== WHAT THE TASK REQUIRES ==
Look through the lines below and extract any with the word "struct".

== DATA FOR REVIEW ==

/// Rotation sweep plus the replacement keys it produced
#[derive(Debug, Clone, Default, PartialEq, Eq, Serialize)]
#[serde(rename_all = "camelCase")]
pub struct ScheduledRotationReport {
    pub rotation: RotationReport,
    pub replacements: Vec<KeyReplacement>,
    pub replacement_failures: Vec<FailedRotation>,
}

/// Outcome of re-wrapping a tenant's keys under a new master key
#[derive(Debug, Clone, Default, PartialEq, Eq, Serialize)]
#[serde(rename_all = "camelCase")]
pub struct RewrapReport {
    pub rewrapped: usize,
    pub already_current: usize,
    pub failed: Vec<String>,
}

/// Public entry point for tenant key management
pub struct KeyManagementService {
    master_key: Arc<MasterKeyManager>,
    storage: Arc<dyn KeyStorage>,
    cache: KeyCacheManager,
    audit: AuditLogger,
    rotation: KeyRotationManager,
    alerts: Arc<AlertManager>,
    settings: ServiceSettings,
    /// Serializes cache fills against status changes of the same key
    key_locks: KeyLocks,
    /// Serializes ACTIVE-key creation within a tenant and purpose
    lineage_locks: KeyLocks,
}
#[cfg(test)]
mod tests {
    use super::*;
    use crate::audit_store::MemoryAuditStore;
    use crate::key_types::MetadataValue;

    fn logger() -> (AuditLogger, Arc<MemoryAuditStore>) {
        let store = Arc::new(MemoryAuditStore::new());
        (AuditLogger::new(store.clone(), Some("test-signing-key")), store)
    }

    #[tokio::test]
    async fn test_helpers_record_expected_metadata() {
        let (audit, _) = logger();

        let rotation = audit.log_key_rotation("old", "new", "t1").await.unwrap();
        assert_eq!(rotation.event_type, AuditEventType::KeyRotated);
        assert_eq!(rotation.key_id.as_deref(), Some("new"));
        assert_eq!(rotation.metadata["oldKeyId"], MetadataValue::from("old"));
        assert_eq!(rotation.metadata["newKeyId"], MetadataValue::from("new"));

        let change = audit
            .log_key_status_change("k", "t1", KeyStatus::Active, KeyStatus::Disabled, Some("manual"))
            .await
            .unwrap();
        assert_eq!(change.metadata["oldStatus"], MetadataValue::from("ACTIVE"));
        assert_eq!(change.metadata["newStatus"], MetadataValue::from("DISABLED"));
        assert_eq!(change.metadata["reason"], MetadataValue::from("manual"));

        let deletion = audit.log_key_deletion("k", "t1", true).await.unwrap();
        assert_eq!(deletion.metadata["force"], MetadataValue::Bool(true));

        let access = audit.log_key_access("k", "t1", Some("billing")).await.unwrap();
        assert_eq!(access.service_id.as_deref(), Some("billing"));
        assert!(access.id.starts_with("audit-"));
    }

    #[tokio::test]
    async fn test_log_failure() {
        let (audit, _) = logger();
        let err = KmsError::not_found("k1", "t1");
        let entry = audit
            .log_failure(AuditEventType::KeyAccessed, Some("k1"), "t1", "access_key", &err)
            .await
            .unwrap();

        assert_eq!(entry.result, AuditResult::Failure);
        assert_eq!(entry.metadata["errorType"], MetadataValue::from("KeyNotFoundError"));
        assert!(entry.metadata["error"].to_string().contains("k1"));
    }

    #[tokio::test]
    async fn test_any_field_mutation_breaks_signature() {
        let (audit, _) = logger();
        let entry = audit
            .log_security_event(
                SecurityEvent::new(AuditEventType::UnauthorizedAccess, "t1", "access_key")
                    .with_key("k1")
                    .with_service("svc")
                    .with_user("u1")
                    .with_ip("10.0.0.1")
                    .with_metadata(metadata([("attempts", 3i64)]))
                    .failed(),
            )
            .await
            .unwrap();
        assert!(audit.verify_log_entry(&entry));

        let mutations: Vec<Box<dyn Fn(&mut AuditLogEntry)>> = vec![
            Box::new(|e: &mut AuditLogEntry| e.id.push('x')),
            Box::new(|e: &mut AuditLogEntry| e.timestamp = e.timestamp + Duration::milliseconds(1)),
            Box::new(|e: &mut AuditLogEntry| e.event_type = AuditEventType::KeyAccessed),
            Box::new(|e: &mut AuditLogEntry| e.tenant_id = "t2".to_string()),
            Box::new(|e: &mut AuditLogEntry| e.key_id = None),
            Box::new(|e: &mut AuditLogEntry| e.service_id = Some("other".to_string())),
            Box::new(|e: &mut AuditLogEntry| e.user_id = None),
            Box::new(|e: &mut AuditLogEntry| e.ip_address = Some("10.0.0.2".to_string())),
            Box::new(|e: &mut AuditLogEntry| e.action = "delete_key".to_string()),
            Box::new(|e: &mut AuditLogEntry| e.result = AuditResult::Success),
            Box::new(|e: &mut AuditLogEntry| {
                e.metadata.insert("attempts".to_string(), MetadataValue::Integer(4));
            }),
            Box::new(|e: &mut AuditLogEntry| e.hmac_signature = "00".repeat(32)),
            Box::new(|e: &mut AuditLogEntry| e.hmac_signature = "not-hex".to_string()),
        ];
        for mutate in mutations {
            let mut tampered = entry.clone();
            mutate(&mut tampered);
            assert!(!audit.verify_log_entry(&tampered));
        }
    }

    #[tokio::test]
    async fn test_other_signing_key_rejects() {
        let (audit, store) = logger();
        let entry = audit.log_key_creation("k", "t", Metadata::new()).await.unwrap();
        let other = AuditLogger::new(store, Some("different-key"));
        assert!(!other.verify_log_entry(&entry));
    }

    #[tokio::test]
    async fn test_invalid_ip_rejected() {
        let (audit, _) = logger();
        let result = audit
            .log_security_event(
                SecurityEvent::new(AuditEventType::SecurityAlert, "t", "port_scan").with_ip("999.1.1.1"),
            )
            .await;
        assert!(matches!(result, Err(KmsError::Validation(_))));
    }

    #[tokio::test]
    async fn test_query_newest_first_with_filters() {
        let (audit, _) = logger();
        audit.log_key_creation("k1", "t1", Metadata::new()).await.unwrap();
        audit.log_key_access("k1", "t1", Some("svc-a")).await.unwrap();
        audit.log_key_access("k2", "t1", Some("svc-b")).await.unwrap();
        audit.log_key_creation("k3", "t2", Metadata::new()).await.unwrap();

        let all = audit.query_audit_log(&AuditFilter::for_tenant("t1")).await.unwrap();
        let keys: Vec<_> = all.iter().map(|e| e.key_id.clone().unwrap()).collect();
        assert_eq!(keys, vec!["k2", "k1", "k1"]);

        let by_service = audit
            .query_audit_log(&AuditFilter {
                service_id: Some("svc-a".to_string()),
                ..AuditFilter::default()
            })
            .await
            .unwrap();
        assert_eq!(by_service.len(), 1);

        let paged = audit
            .query_audit_log(&AuditFilter {
                tenant_id: Some("t1".to_string()),
                limit: Some(1),
                offset: Some(1),
                ..AuditFilter::default()
            })
            .await
            .unwrap();
        assert_eq!(paged.len(), 1);
        assert_eq!(paged[0].id, all[1].id);

        let counts = audit.count_by_event_type(Some("t1"), None, None).await.unwrap();
        assert_eq!(counts[&AuditEventType::KeyCreated], 1);
        assert_eq!(counts[&AuditEventType::KeyAccessed], 2);
        assert_eq!(counts[&AuditEventType::KeyDeleted], 0);
        assert_eq!(counts.len(), AuditEventType::ALL.len());
    }

    #[tokio::test]
    async fn test_find_suspicious_activity() {
        let (audit, _) = logger();
        audit.log_key_access("k1", "t1", None).await.unwrap();
        audit
            .log_failure(
                AuditEventType::KeyAccessed,
                Some("k1"),
                "t1",
                "access_key",
                &KmsError::KeyDisabled("k1".to_string()),
            )
            .await
            .unwrap();
        audit
            .log_security_event(SecurityEvent::new(AuditEventType::SecurityAlert, "t1", "alert"))
            .await
            .unwrap();
        audit
            .log_security_event(SecurityEvent::new(AuditEventType::SecurityAlert, "t2", "alert"))
            .await
            .unwrap();

        let suspicious = audit.find_suspicious_activity("t1", 60).await.unwrap();
        assert_eq!(suspicious.len(), 2);
        assert_eq!(suspicious[0].event_type, AuditEventType::SecurityAlert);
        assert_eq!(suspicious[1].result, AuditResult::Failure);
    }

    #[tokio::test]
    async fn test_cleanup_keeps_today() {
        let (audit, store) = logger();
        audit.log_key_creation("k1", "t1", Metadata::new()).await.unwrap();

        let mut old = audit.log_key_creation("k0", "t1", Metadata::new()).await.unwrap();
        old.id = "audit-old".to_string();
        old.timestamp = Utc::now() - Duration::days(3);
        store.append(old).await.unwrap();

        assert_eq!(audit.cleanup_old_logs(5).await.unwrap(), 0);
        assert_eq!(audit.cleanup_old_logs(0).await.unwrap(), 1);
        let remaining = audit.query_audit_log(&AuditFilter::default()).await.unwrap();
        assert_eq!(remaining.len(), 2);
        assert!(remaining.iter().all(|e| e.id != "audit-old"));
    }

    #[tokio::test]
    async fn test_non_finite_metadata_is_not_recorded() {
        let (audit, store) = logger();
        let err = audit
            .log_security_event(
                SecurityEvent::new(AuditEventType::SecurityAlert, "t1", "anomaly")
                    .with_metadata(metadata([("score", f64::NAN)])),
            )
            .await
            .unwrap_err();
        assert!(matches!(err, KmsError::Validation(_)));
        assert!(store.is_empty().await);
    }

    #[tokio::test]
    async fn test_cleanup_with_huge_retention_keeps_everything() {
        let (audit, store) = logger();
        let mut old = audit.log_key_creation("k0", "t1", Metadata::new()).await.unwrap();
        old.id = "audit-old".to_string();
        old.timestamp = Utc::now() - Duration::days(4000);
        store.append(old).await.unwrap();

        assert_eq!(audit.cleanup_old_logs(u32::MAX).await.unwrap(), 0);
        assert_eq!(audit.cleanup_old_logs(36_500).await.unwrap(), 0);
        assert_eq!(store.len().await, 2);
    }

    #[tokio::test]
    async fn test_export_formats() {
        let (audit, _) = logger();
        audit.log_key_access("k1", "t1", Some("svc")).await.unwrap();
        audit
            .log_security_event(SecurityEvent::new(AuditEventType::SecurityAlert, "t1", "odd, \"quoted\""))
            .await
            .unwrap();

        let json = audit
            .export_logs(&AuditFilter::for_tenant("t1"), ExportFormat::Json)
            .await
            .unwrap();
        let parsed: Vec<AuditLogEntry> = serde_json::from_str(&json).unwrap();
        assert_eq!(parsed.len(), 2);
        assert!(parsed.iter().all(|e| audit.verify_log_entry(e)));

        let csv = audit
            .export_logs(&AuditFilter::for_tenant("t1"), ExportFormat::Csv)
            .await
            .unwrap();
        let lines: Vec<&str> = csv.lines().collect();
        assert_eq!(lines[0], CSV_HEADER);
        assert_eq!(lines.len(), 3);
        assert!(lines[1].contains("SECURITY_ALERT,,t1,\"odd, \"\"quoted\"\"\",success,,"));
        assert!(lines[2].ends_with("KEY_ACCESSED,k1,t1,access_key,success,svc,"));
    }

    #[tokio::test]
    async fn test_verify_all() {
        let (audit, store) = logger();
        audit.log_key_creation("k1", "t1", Metadata::new()).await.unwrap();
        let mut forged = audit.log_key_creation("k2", "t1", Metadata::new()).await.unwrap();
        forged.id = "audit-forged".to_string();
        store.append(forged).await.unwrap();

        let report = audit.verify_all(Some("t1")).await.unwrap();
        assert_eq!(report.total, 3);
        assert_eq!(report.valid, 2);
        assert_eq!(report.invalid_ids, vec!["audit-forged".to_string()]);
    }

    #[test]
    fn test_export_format_names() {
        assert_eq!(ExportFormat::from_name("CSV"), Some(ExportFormat::Csv));
        assert_eq!(ExportFormat::from_name("json"), Some(ExportFormat::Json));
        assert_eq!(ExportFormat::from_name("xml"), None);
    }
}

== WRITTEN ANSWER ==
pub struct ScheduledRotationReport {
pub struct RewrapReport {
pub struct KeyManagementService {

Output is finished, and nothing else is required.